Todavía estaba el hijo lejos de casa cuando, a la distancia, el padre le vio venir. El amor del padre nunca cesa de esperar por el regreso del hijo que, aunque perdido, siempre tendrá un lugar en el hogar. La compasión y la misericordia impulsan la carrera del padre, él se adelanta y toma la iniciativa de ir al encuentro del hijo que vuelve, así como el hombre que fue al desierto en busca de su oveja y la mujer que iluminó y barrió su casa para encontrar la dracma. Antes de mediar cualquier palabra, el abrazo y el beso del padre expresan lo que ningún discurso jamás podrá decir.

El amor incondicional es incomprensible. La actitud humana suele estar regida por: te quiero si tú me quieres. No por ser recibido con un abrazo y un beso el hijo menor da por sentado el perdón, como si este fuese una obligación. No, él dice las palabras que tantas veces repitió durante el camino: “Padre mío, he pecado contra Dios y contra ti; ya no merezco llamarme tu hijo; trátame como a uno de tus trabajadores.”

Lejos de escuchar la confesión del hijo, que no por ser motivada por el hambre era menos sincera, el padre manda a sus siervos que lo vistan, le den un anillo y zapatos para calzarlo. Es una completa restauración. El vestido representa la justicia y la seguridad (Gn 3.21), como la oveja que fue rescatada. El anillo, símbolo de autoridad (Gn 41.42), nos refiere al valor recuperado, como aquella dracma que la mujer buscó hasta encontrar. Y por último, los pies calzados indicaban el camino recto que el hijo había retomado. El que estaba perdido y muerto, fue encontrado y revivió.

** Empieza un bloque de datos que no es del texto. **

use std::{env, path::PathBuf, time::Duration};

use common::{NodeTemplate, RemoteLayout, RenderSettings};
use worker::{SshConfig, StepTimeouts};

pub const DEFAULT_INSTANCE_TYPE: &str = "t1.micro";
/// Última AMI de Amazon Linux, resuelta por EC2 vía SSM
pub const DEFAULT_IMAGE: &str =
    "resolve:ssm:/aws/service/ami-amazon-linux-latest/amzn2-ami-hvm-x86_64-gp2";
pub const DEFAULT_REGION: &str = "us-west-1";
pub const DEFAULT_GROUP: &str = "homework5";
pub const DEFAULT_SSH_USER: &str = "ec2-user";
pub const DEFAULT_STEP_TIMEOUT_SECS: u64 = 5 * 60;
pub const DEFAULT_EXEC_TIMEOUT_SECS: u64 = 30 * 60;

pub const POVRAY_DIR: &str = "povray";
pub const MERGE_TOOL: &str = "gm";
pub const RESULT_FILE: &str = "result.gif";

/// Configuración del job. Todo tiene default y se puede pisar con
/// variables de entorno `RENDER_*`.
#[derive(Debug, Clone)]
pub struct RenderConfig {
    pub template: NodeTemplate,
    /// Prefijo del grupo de instancias; se le agrega el id del job
    pub group: String,
    pub ssh_user: String,
    pub ssh_key: Option<PathBuf>,
    /// Pipelines corriendo a la vez; None = uno por worker
    pub max_concurrency: Option<usize>,
    pub timeouts: StepTimeouts,
    /// Directorio con `povray/` y donde se crea `results/`
    pub local_dir: PathBuf,
    pub settings: RenderSettings,
    pub layout: RemoteLayout,
}

impl Default for RenderConfig {
    fn default() -> Self {
        Self {
            template: NodeTemplate {
                instance_type: DEFAULT_INSTANCE_TYPE.to_string(),
                image: DEFAULT_IMAGE.to_string(),
                region: DEFAULT_REGION.to_string(),
                key_pair: None,
            },
            group: DEFAULT_GROUP.to_string(),
            ssh_user: DEFAULT_SSH_USER.to_string(),
            ssh_key: None,
            max_concurrency: None,
            timeouts: StepTimeouts {
                step: Duration::from_secs(DEFAULT_STEP_TIMEOUT_SECS),
                execute: Duration::from_secs(DEFAULT_EXEC_TIMEOUT_SECS),
            },
            local_dir: PathBuf::from("."),
            settings: RenderSettings::default(),
            layout: RemoteLayout::default(),
        }
    }
}

fn env_string(name: &str) -> Option<String> {
    env::var(name).ok().filter(|s| !s.trim().is_empty())
}

fn env_parse<T: std::str::FromStr>(name: &str) -> Option<T> {
    env_string(name).and_then(|s| s.parse::<T>().ok())
}

impl RenderConfig {
    pub fn from_env() -> Self {
        let d = Self::default();

        let local_dir = env_string("RENDER_LOCAL_DIR")
            .map(PathBuf::from)
            .or_else(|| env::current_dir().ok())
            .unwrap_or(d.local_dir);

        Self {
            template: NodeTemplate {
                instance_type: env_string("RENDER_INSTANCE_TYPE")
                    .unwrap_or(d.template.instance_type),
                image: env_string("RENDER_OS_IMAGE").unwrap_or(d.template.image),
                region: env_string("RENDER_REGION").unwrap_or(d.template.region),
                key_pair: env_string("RENDER_KEY_PAIR"),
            },
            group: env_string("RENDER_GROUP").unwrap_or(d.group),
            ssh_user: env_string("RENDER_SSH_USER").unwrap_or(d.ssh_user),
            ssh_key: env_string("RENDER_SSH_KEY").map(PathBuf::from),
            max_concurrency: env_parse::<usize>("RENDER_MAX_CONCURRENCY").filter(|n| *n > 0),
            timeouts: StepTimeouts {
                step: env_parse::<u64>("RENDER_STEP_TIMEOUT_SECS")
                    .map(Duration::from_secs)
                    .unwrap_or(d.timeouts.step),
                execute: env_parse::<u64>("RENDER_EXEC_TIMEOUT_SECS")
                    .map(Duration::from_secs)
                    .unwrap_or(d.timeouts.execute),
            },
            local_dir,
            settings: d.settings,
            layout: d.layout,
        }
    }

    pub fn renderer_path(&self) -> PathBuf {
        self.local_dir.join(POVRAY_DIR).join(common::task::RENDERER)
    }

    pub fn scene_path(&self) -> PathBuf {
        self.local_dir.join(POVRAY_DIR).join(common::task::SCENE)
    }

    pub fn merge_tool(&self) -> PathBuf {
        self.local_dir.join(POVRAY_DIR).join(MERGE_TOOL)
    }

    pub fn results_dir(&self) -> PathBuf {
        self.local_dir.join(common::task::RESULTS)
    }

    pub fn ssh_config(&self) -> SshConfig {
        SshConfig {
            user: self.ssh_user.clone(),
            identity_file: self.ssh_key.clone(),
            ..SshConfig::default()
        }
    }
}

El reencuentro es motivo de regocijo, de festejo, de gozo y alegría (versículos 7 y 10). El padre manda a preparar el mejor animal del rebaño; no se repara en precios cuando la fiesta es verdadera. El regreso del aquel hijo que se daba por perdido ameritaba lo mejor, lo más valioso (cf. 1Pe 1.18-19). El amor de Dios es incomprensible, pero su espera es constante, su favor, inquebrantable y su perdón, completo.

“¿Por qué éste come con publicanos y pecadores?” Porque vino a buscar y salvar lo que se había perdido. Vino a conducirnos a la seguridad del hogar que nunca debíamos haber dejado, y proveernos de abrigo y sustento (cf. Jn 10.9) Vino a devolvernos nuestro justo valor (cf. 1Co 6.20). Vino para ser nuestro banquete de alegría en la casa del padre (cf. Ap 19.7-9).

La música y las danzas, sonidos de la fiesta, llamaron la atención del hijo mayor que retornaba después de un día de intenso trabajo en el campo. Para él no había nada de especial aquel día, era uno más de labor y rutina. Sin comprender qué podría estar sucediendo, le preguntó a uno de los empleados de la casa ¿qué era aquello?

La historia que nos ocupa se inició diciendo: “Un hombre tenía dos hijos”, pero hasta ahora no se había mencionado al hijo mayor. No fue él quien exigió que su padre repartiese la herencia, él era respetuoso. No fue él que se fue a una tierra lejana a disipar sus bienes, él era responsable. No fue él quien tuvo que cuidar cerdos, él era puro. Cuando por fin aparece en la historia, viene del campo, de la labor, él es trabajador. El hijo mayor es un ejemplo, un buen modelo diríamos todos.

Al escuchar cuál era el motivo del festejo: “¡tu hermano volvió a casa! Por eso tu padre mandó a matar el mejor becerro y mandó a hacer esta fiesta”, él sintió un intenso enojo. Su hermano, irrespetuoso, irresponsable, pecador e impuro, volvió a casa después de malgastar la herencia recibida y ¿además le hacen fiesta? ¡Eso es tan injusto!

Así, como el hijo mayor, eran los fariseos y escribas que habían interpelado a Jesús por recibir y compartir la mesa con publicanos y pecadores. Ellos siempre habían permanecido “en la casa”, y se habían esforzado por hacer las obras de la ley “trabajando en el campo”, pero no podían entender la fiesta y la liberalidad del padre para conmemorar el regreso del pecador inmundo y disoluto. Podían, exteriormente, aparecer como ejemplos de justicia, pero estaban llenos de amargura.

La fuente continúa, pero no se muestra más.